- DATA:
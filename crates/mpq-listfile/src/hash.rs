//! MPQ name hashing
//!
//! Archive members are located by three 32-bit hashes of their name: one
//! selects the starting slot in the hash table, the other two identify the
//! entry. All of them are derived from the same 1280-word crypt table.
//!
//! Hashing is case-insensitive and treats `/` and `\` as the same separator,
//! so `war3map.j`, `WAR3MAP.J` and `Scripts/x` / `Scripts\x` collide on
//! purpose.

/// Hash flavours understood by [`hash_string`]
#[derive(Debug, Clone, Copy, PartialEq, Eq, Hash)]
pub enum HashType {
    /// Starting slot in the hash table
    TableIndex = 0,
    /// First name verification hash
    NameA = 1,
    /// Second name verification hash
    NameB = 2,
    /// Encryption key derived from the name
    FileKey = 3,
}

const CRYPT_TABLE_SIZE: usize = 0x500;

const fn build_crypt_table() -> [u32; CRYPT_TABLE_SIZE] {
    let mut table = [0u32; CRYPT_TABLE_SIZE];
    let mut seed: u32 = 0x0010_0001;
    let mut index1 = 0;

    while index1 < 0x100 {
        let mut index2 = index1;
        let mut i = 0;
        while i < 5 {
            seed = (seed * 125 + 3) % 0x002A_AAAB;
            let temp1 = (seed & 0xFFFF) << 0x10;
            seed = (seed * 125 + 3) % 0x002A_AAAB;
            let temp2 = seed & 0xFFFF;
            table[index2] = temp1 | temp2;
            index2 += 0x100;
            i += 1;
        }
        index1 += 1;
    }

    table
}

static CRYPT_TABLE: [u32; CRYPT_TABLE_SIZE] = build_crypt_table();

/// Hash an archive member name.
///
/// Names are hashed as raw bytes, so names in legacy code pages hash the
/// same way the game does.
///
/// # Examples
///
/// ```
/// use mpq_listfile::hash::{hash_string, HashType};
///
/// assert_eq!(hash_string("(hash table)", HashType::FileKey), 0xC3AF3770);
/// ```
pub fn hash_string(name: impl AsRef<[u8]>, hash_type: HashType) -> u32 {
    let offset = (hash_type as usize) << 8;
    let mut seed1: u32 = 0x7FED_7FED;
    let mut seed2: u32 = 0xEEEE_EEEE;

    for &byte in name.as_ref() {
        let ch = normalize_byte(byte);
        seed1 = CRYPT_TABLE[offset + usize::from(ch)] ^ seed1.wrapping_add(seed2);
        seed2 = u32::from(ch)
            .wrapping_add(seed1)
            .wrapping_add(seed2)
            .wrapping_add(seed2 << 5)
            .wrapping_add(3);
    }

    seed1
}

/// Combined 64-bit name hash (`NameA` high, `NameB` low)
pub fn name_hash64(name: impl AsRef<[u8]>) -> u64 {
    let name = name.as_ref();
    (u64::from(hash_string(name, HashType::NameA)) << 32)
        | u64::from(hash_string(name, HashType::NameB))
}

const fn normalize_byte(byte: u8) -> u8 {
    if byte == b'/' {
        b'\\'
    } else {
        byte.to_ascii_uppercase()
    }
}

#[cfg(test)]
mod tests {
    use super::*;

    #[test]
    fn test_known_file_keys() {
        assert_eq!(hash_string("(hash table)", HashType::FileKey), 0xC3AF_3770);
        assert_eq!(hash_string("(block table)", HashType::FileKey), 0xEC83_B3A3);
    }

    #[test]
    fn test_case_insensitive() {
        for hash_type in [HashType::TableIndex, HashType::NameA, HashType::NameB] {
            assert_eq!(
                hash_string("war3map.j", hash_type),
                hash_string("WAR3MAP.J", hash_type)
            );
        }
    }

    #[test]
    fn test_separators_equivalent() {
        assert_eq!(
            name_hash64("Units/Human/Footman.mdx"),
            name_hash64("Units\\Human\\Footman.mdx")
        );
    }

    #[test]
    fn test_non_ascii_bytes_hash_verbatim() {
        // CP-1252 "Ärger.wav": 0xC4 is not upper-cased, unlike ASCII letters
        let raw: &[u8] = b"Sound\\\xC4rger.wav";
        assert_eq!(
            hash_string(raw, HashType::NameA),
            hash_string(b"SOUND\\\xC4RGER.WAV", HashType::NameA)
        );
        assert_ne!(
            hash_string(raw, HashType::NameA),
            hash_string("Sound\\\u{FFFD}rger.wav", HashType::NameA)
        );
    }

    #[test]
    fn test_hash_types_differ() {
        let a = hash_string("(listfile)", HashType::NameA);
        let b = hash_string("(listfile)", HashType::NameB);
        assert_ne!(a, b);
    }
}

- INSTRUCTIONS TO FOLLOW:
Repeat the data word for word, starting at its first line and stopping after the line that contains "let mut index2 = index1;".

- RESPONSE BELOW:
filename crates/mpq-listfile/src/hash.rs
//! MPQ name hashing
//!
//! Archive members are located by three 32-bit hashes of their name: one
//! selects the starting slot in the hash table, the other two identify the
//! entry. All of them are derived from the same 1280-word crypt table.
//!
//! Hashing is case-insensitive and treats `/` and `\` as the same separator,
//! so `war3map.j`, `WAR3MAP.J` and `Scripts/x` / `Scripts\x` collide on
//! purpose.

/// Hash flavours understood by [`hash_string`]
#[derive(Debug, Clone, Copy, PartialEq, Eq, Hash)]
pub enum HashType {
    /// Starting slot in the hash table
    TableIndex = 0,
    /// First name verification hash
    NameA = 1,
    /// Second name verification hash
    NameB = 2,
    /// Encryption key derived from the name
    FileKey = 3,
}

const CRYPT_TABLE_SIZE: usize = 0x500;

const fn build_crypt_table() -> [u32; CRYPT_TABLE_SIZE] {
    let mut table = [0u32; CRYPT_TABLE_SIZE];
    let mut seed: u32 = 0x0010_0001;
    let mut index1 = 0;

    while index1 < 0x100 {
        let mut index2 = index1;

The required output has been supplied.